Das Buch endet mit dem Ausblick: „Der schwierige Weg fragiler Demokratien im 21. Jahrhundert“. Zunächst fragt Strausfeld: „Wo steht Lateinamerika heute?“ und thematisiert die Einflussnahme Chinas, in der sie einen „Neokolonialismus mit chinesischer Dominanz“ sieht. Als Beispiele nennt sie den Bau der Atlantik und Pazifik verbindenden Straße Transoceánica oder den grenzenlosen Sojaanbau im Cono Sur. Auch hier geht sie der Frage nach, wie sich die Autor*innen positionieren. Sie geht ein auf die Situation der Indigenen, den Vormarsch der Evangelikalen, die Negativrolle der sozialen Medien.

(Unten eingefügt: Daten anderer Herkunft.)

use super::classifier::{Classifier, Label};
use super::decoder::{FfmpegDecoder, VideoDecoder};
use super::fingerprint::{Fingerprint, FingerprintError, Fingerprinter};
use super::frame::{video_name_from, FrameArtifact, FrameRef};
use super::sampler::{FrameSampler, SampleError};
use crate::config::AppConfig;
use crate::database::{HashStore, StoreError};
use rayon::prelude::*;
use serde::{Deserialize, Serialize};
use std::collections::{BTreeMap, BTreeSet};
use std::path::Path;
use std::sync::Arc;
use std::time::Instant;
use thiserror::Error;

#[derive(Debug, Error)]
pub enum PipelineError {
    #[error("Sampling failed: {0}")]
    Sample(#[from] SampleError),

    #[error("Hash store error: {0}")]
    Store(#[from] StoreError),

    #[error("Fingerprint setup failed: {0}")]
    Fingerprint(#[from] FingerprintError),
}

#[derive(Debug, Clone, Copy, PartialEq, Eq, Serialize, Deserialize)]
#[serde(rename_all = "snake_case")]
pub enum FailureStage {
    Fingerprint,
    Classify,
}

/// A single frame that could not be fully processed. The rest of the batch carries on.
#[derive(Debug, Clone, Serialize, Deserialize)]
pub struct FrameFailure {
    pub frame: FrameRef,
    pub stage: FailureStage,
    pub message: String,
}

#[derive(Debug, Clone, Default, Serialize, Deserialize)]
pub struct PipelineReport {
    pub video_name: String,
    /// False when the video could not be opened; everything else is then empty.
    pub opened: bool,
    /// Sampled frames in presentation order.
    pub sampled: Vec<FrameRef>,
    pub hashes: BTreeMap<FrameRef, Fingerprint>,
    /// Frames whose hash was already stored before this run.
    pub duplicates: BTreeSet<FrameRef>,
    /// For each duplicate, the video that first stored its hash.
    pub duplicate_sources: BTreeMap<FrameRef, String>,
    pub labels: BTreeMap<FrameRef, Label>,
    pub errors: Vec<FrameFailure>,
}

impl PipelineReport {
    pub fn label_counts(&self) -> BTreeMap<Label, usize> {
        let mut counts = BTreeMap::new();
        for label in self.labels.values() {
            *counts.entry(*label).or_insert(0) += 1;
        }
        counts
    }

    pub fn is_empty(&self) -> bool {
        self.hashes.is_empty()
    }
}

struct FrameOutcome<'a> {
    frame: &'a FrameArtifact,
    hash: Result<Fingerprint, FingerprintError>,
    label: Option<Result<Label, String>>,
}

/// Drives sampling, fingerprinting and storage for one video at a time.
pub struct Pipeline<D = FfmpegDecoder> {
    sampler: FrameSampler<D>,
    fingerprinter: Fingerprinter,
    store: HashStore,
    classifier: Option<Arc<dyn Classifier>>,
    parallel: bool,
}

impl Pipeline<FfmpegDecoder> {
    /// Build the FFmpeg-backed pipeline and initialize its store.
    pub fn from_config(config: &AppConfig) -> Result<Self, PipelineError> {
        let mut sampler = FrameSampler::new(config.interval);
        if config.persist_frames {
            sampler = sampler.persist_to(&config.frames_dir);
        }
        let fingerprinter = Fingerprinter::new(config.hash_size)?;
        let store = HashStore::open(&config.database_path)?;

        Ok(Self::new(sampler, fingerprinter, store).parallel(config.parallel_hashing))
    }
}

impl<D: VideoDecoder> Pipeline<D> {
    pub fn new(sampler: FrameSampler<D>, fingerprinter: Fingerprinter, store: HashStore) -> Self {
        Self {
            sampler,
            fingerprinter,
            store,
            classifier: None,
            parallel: false,
        }
    }

    pub fn with_classifier(mut self, classifier: Arc<dyn Classifier>) -> Self {
        self.classifier = Some(classifier);
        self
    }

    pub fn parallel(mut self, enabled: bool) -> Self {
        self.parallel = enabled;
        self
    }

    pub fn store(&self) -> &HashStore {
        &self.store
    }

    pub fn fingerprinter(&self) -> &Fingerprinter {
        &self.fingerprinter
    }

    /// Sample, fingerprint and record one video.
    ///
    /// Duplicates are judged against what was stored before this call; two
    /// frames of the same video sharing a hash are not duplicates of each
    /// other. The whole batch is then stored.
    pub fn process(
        &self,
        video_path: &Path,
        original_filename: &str,
    ) -> Result<PipelineReport, PipelineError> {
        let start = Instant::now();
        let video_name = video_name_from(original_filename);
        let sampling = self.sampler.sample(video_path, original_filename)?;

        let mut report = PipelineReport {
            video_name: video_name.clone(),
            opened: sampling.opened,
            ..Default::default()
        };

        let fingerprinter = &self.fingerprinter;
        let classifier = self.classifier.as_ref();
        let outcomes: Vec<FrameOutcome<'_>> = if self.parallel {
            sampling
                .frames
                .par_iter()
                .map(|f| analyse(fingerprinter, classifier, f))
                .collect()
        } else {
            sampling
                .frames
                .iter()
                .map(|f| analyse(fingerprinter, classifier, f))
                .collect()
        };

        for outcome in outcomes {
            let reference = outcome.frame.reference.clone();
            report.sampled.push(reference.clone());

            match outcome.hash {
                Ok(hash) => {
                    if self.store.check_duplicate(&hash)? {
                        if let Some(owner) = self.store.find(&hash)? {
                            report
                                .duplicate_sources
                                .insert(reference.clone(), owner.video_name);
                        }
                        report.duplicates.insert(reference.clone());
                    }
                    report.hashes.insert(reference.clone(), hash);
                }
                Err(e) => {
                    log::warn!("Could not fingerprint {}: {}", reference, e);
                    report.errors.push(FrameFailure {
                        frame: reference.clone(),
                        stage: FailureStage::Fingerprint,
                        message: e.to_string(),
                    });
                }
            }

            match outcome.label {
                Some(Ok(label)) => {
                    report.labels.insert(reference, label);
                }
                Some(Err(message)) => {
                    log::warn!("Could not classify {}: {}", reference, message);
                    report.errors.push(FrameFailure {
                        frame: reference,
                        stage: FailureStage::Classify,
                        message,
                    });
                }
                None => {}
            }
        }

        let batch: Vec<(FrameRef, Fingerprint)> = report
            .sampled
            .iter()
            .filter_map(|frame| {
                report
                    .hashes
                    .get(frame)
                    .map(|hash| (frame.clone(), hash.clone()))
            })
            .collect();
        self.store.store(&video_name, &batch)?;

        log::info!(
            "Processed {}: {} frames hashed, {} duplicates, {} errors in {:.2?}",
            video_name,
            report.hashes.len(),
            report.duplicates.len(),
            report.errors.len(),
            start.elapsed()
        );

        Ok(report)
    }
}

fn analyse<'a>(
    fingerprinter: &Fingerprinter,
    classifier: Option<&Arc<dyn Classifier>>,
    frame: &'a FrameArtifact,
) -> FrameOutcome<'a> {
    let hash = fingerprinter.fingerprint(frame);
    let label = classifier.map(|c| c.classify(frame).map_err(|e| e.to_string()));
    FrameOutcome { frame, hash, label }
}
//! # Set-price minter
//!
//! The simplest sale policy: the artist configures a fixed price per token
//! and purchases charge exactly that price. Demonstrates the full shared
//! purchase guard sequence — filter-bound dispatch, invocation-limit cache,
//! core activity checks, payment check — with revenue split and paid out
//! immediately on every purchase.
//!
//! Purchase ordering: payment pull, mint through the filter, invocation
//! accounting, and only then the outbound revenue transfers.

#![no_std]

use soroban_sdk::{contract, contractimpl, symbol_short, token, Address, Env, Symbol};

use shared::config::{self, ConfigParam, ConfigValue};
use shared::errors::Error;
use shared::interfaces::{CoreClient, FilterClient};
use shared::max_invocations::{self, MaxInvocationsProjectConfig};
use shared::types::ProjectKey;
use shared::{base, guards};


#[contract]
pub struct MinterSetPrice;

#[contractimpl]
impl MinterSetPrice {
    pub fn init(env: Env, minter_filter: Address, currency: Address) -> Result<(), Error> {
        base::init(&env, &minter_filter, &currency)
    }

    /// Artist-only price configuration. Purchases fail until set.
    pub fn update_price_per_token(
        env: Env,
        caller: Address,
        project_id: u32,
        core: Address,
        price: i128,
    ) -> Result<(), Error> {
        caller.require_auth();
        let key = ProjectKey::new(core, project_id);
        guards::require_artist(&env, &key, &caller)?;
        if price <= 0 {
            return Err(Error::InvalidPriceOrder);
        }
        config::set_value(&env, &key, ConfigParam::PricePerToken, ConfigValue::I128(price));
        Ok(())
    }

    pub fn purchase(
        env: Env,
        purchaser: Address,
        project_id: u32,
        core: Address,
        max_amount: i128,
    ) -> Result<u64, Error> {
        Self::purchase_to(env, purchaser.clone(), purchaser, project_id, core, max_amount)
    }

    pub fn purchase_to(
        env: Env,
        purchaser: Address,
        to: Address,
        project_id: u32,
        core: Address,
        max_amount: i128,
    ) -> Result<u64, Error> {
        purchaser.require_auth();
        let key = ProjectKey::new(core.clone(), project_id);

        let mut inv_cfg = max_invocations::load_for_purchase(&env, &key);
        max_invocations::pre_mint_check(&inv_cfg)?;
        guards::require_project_mintable(&env, &key)?;

        let price = config::get_i128(&env, &key, ConfigParam::PricePerToken)
            .ok_or(Error::PriceNotConfigured)?;
        if max_amount < price {
            return Err(Error::InsufficientPayment);
        }

        let currency = token::Client::new(&env, &base::currency(&env)?);
        currency.transfer(&purchaser, &env.current_contract_address(), &price);

        let filter = FilterClient::new(&env, &base::minter_filter(&env)?);
        let token_id = filter.mint_joo(
            &env.current_contract_address(),
            &to,
            &project_id,
            &core,
            &purchaser,
        );
        max_invocations::post_mint_update(&env, &key, &mut inv_cfg, token_id);

        env.events().publish(
            (symbol_short!("purchase"), core.clone(), project_id),
            (to, token_id, price),
        );

        // Revenue distribution is the last set of operations.
        let splits = CoreClient::new(&env, &core).get_primary_revenue_splits(&project_id, &price);
        if splits.platform_amount > 0 {
            currency.transfer(
                &env.current_contract_address(),
                &splits.platform_address,
                &splits.platform_amount,
            );
        }
        if splits.artist_amount > 0 {
            currency.transfer(
                &env.current_contract_address(),
                &splits.artist_address,
                &splits.artist_amount,
            );
        }
        Ok(token_id)
    }

    // ── Shared invocation-limit surface ──────────────────────────────

    pub fn manually_limit_max_invocations(
        env: Env,
        caller: Address,
        project_id: u32,
        core: Address,
        new_limit: u32,
    ) -> Result<(), Error> {
        let key = ProjectKey::new(core, project_id);
        base::manually_limit_max_invocations(&env, &caller, &key, new_limit)
    }

    pub fn sync_max_invocations_to_core(
        env: Env,
        caller: Address,
        project_id: u32,
        core: Address,
    ) -> Result<(), Error> {
        let key = ProjectKey::new(core, project_id);
        base::sync_max_invocations_to_core(&env, &caller, &key)
    }

    pub fn project_max_has_been_invoked(env: Env, project_id: u32, core: Address) -> bool {
        max_invocations::load(&env, &ProjectKey::new(core, project_id)).has_max_been_invoked
    }

    pub fn project_max_invocations_config(
        env: Env,
        project_id: u32,
        core: Address,
    ) -> MaxInvocationsProjectConfig {
        max_invocations::load(&env, &ProjectKey::new(core, project_id))
    }

    /// `(configured, price)` — the standard price-info view shape.
    pub fn get_price_info(env: Env, project_id: u32, core: Address) -> (bool, i128) {
        match config::get_i128(
            &env,
            &ProjectKey::new(core, project_id),
            ConfigParam::PricePerToken,
        ) {
            Some(price) => (true, price),
            None => (false, 0),
        }
    }

    pub fn minter_type(_env: Env) -> Symbol {
        symbol_short!("SetPrice")
    }
}
//! Storage TTL management shared by every contract in the suite.
//!
//! Instance storage is bumped by 7 days whenever it falls below 1 day
//! remaining; persistent entries by 30 days whenever below 7 days.

use soroban_sdk::{Env, IntoVal, Val};

/// Approximate ledgers per day (~5 seconds per ledger).
pub const DAY_IN_LEDGERS: u32 = 17_280;

pub const INSTANCE_BUMP_AMOUNT: u32 = 7 * DAY_IN_LEDGERS;
pub const INSTANCE_LIFETIME_THRESHOLD: u32 = DAY_IN_LEDGERS;

pub const PERSISTENT_BUMP_AMOUNT: u32 = 30 * DAY_IN_LEDGERS;
pub const PERSISTENT_LIFETIME_THRESHOLD: u32 = 7 * DAY_IN_LEDGERS;

/// Extend instance storage TTL if it falls below the threshold.
pub fn bump_instance(env: &Env) {
    env.storage()
        .instance()
        .extend_ttl(INSTANCE_LIFETIME_THRESHOLD, INSTANCE_BUMP_AMOUNT);
}

/// Extend the TTL of one persistent entry if it falls below the threshold.
pub fn bump_persistent<K>(env: &Env, key: &K)
where
    K: IntoVal<Env, Val>,
{
    env.storage()
        .persistent()
        .extend_ttl(key, PERSISTENT_LIFETIME_THRESHOLD, PERSISTENT_BUMP_AMOUNT);
}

Hoffnung auf Veränderung macht sie bei den „besten Verbündeten der erstarkenden Zivilgesellschaft“ aus, den Chronist*innen, also den Autor*innen der lateinamerikanischen Gattung der crónica. Ihre Texte stehen als Zwitterwesen aus „gründlicher journalistischer Recherche“ und literarischen Erzähltechniken längst neben Kurzgeschichte und Reportage. Die crónica erfreue sich großer Beliebtheit und liefere oftmals gute Vorschläge zur Lösung von Problemen. Ebenso der Kriminalroman, der oftmals nicht nur der Unterhaltung diene, sondern auch der Kritik an sozialen Verhältnissen. Strausfeld nennt als Beispiele die Romane der Argentinierin Claudia Piñeiro und des Cubaners Leonardo Padura.
In den Werken werde deutlich, wie sehr sich die Gesellschaft Lateinamerikas zum Besseren gewandelt habe: Das patriarchale Familiensystem werde in Frage gestellt, die Bedeutung der Frau sei gestiegen, „vermutlich der wichtigste Faktor, um die Länder von Grund auf zu modernisieren“. Die großartige Literatur Lateinamerikas ermögliche einen Blick hinter die Fassaden, denn sie liefere „eine eigene Sicht auf die wunderbare oder schreckliche Wirklichkeit ihres Kontinents“. Sie sei bestens geeignet, unser eurozentristisches Weltbild zu erweitern, zu „entkolonisieren“, und könne zu einem „Dialog auf Augenhöhe“ beitragen.
Ein kenntnisreiches, spannend geschriebenes Buch einer belesenen, bestens informierten Literaturvermittlerin und leidenschaftlichen Überzeugungstäterin. Das Buch erlaubt nicht nur mehrere Lesarten, etwa eine chronologische beziehungsweise eine an Themen oder Autor*innen orientierte Lektüre. Es eignet sich zudem zur Konsultation, zur Vorbereitung einer Lektüre oder Auseinandersetzung mit Autor*innen und ihren Werken. Es bietet Laien einen Einstieg und Fachleuten Referenzen für die weitere Beschäftigung mit dem Thema. Ein wichtiges, hochaktuelles Handbuch und ein aufschlussreiches Nachschlagewerk.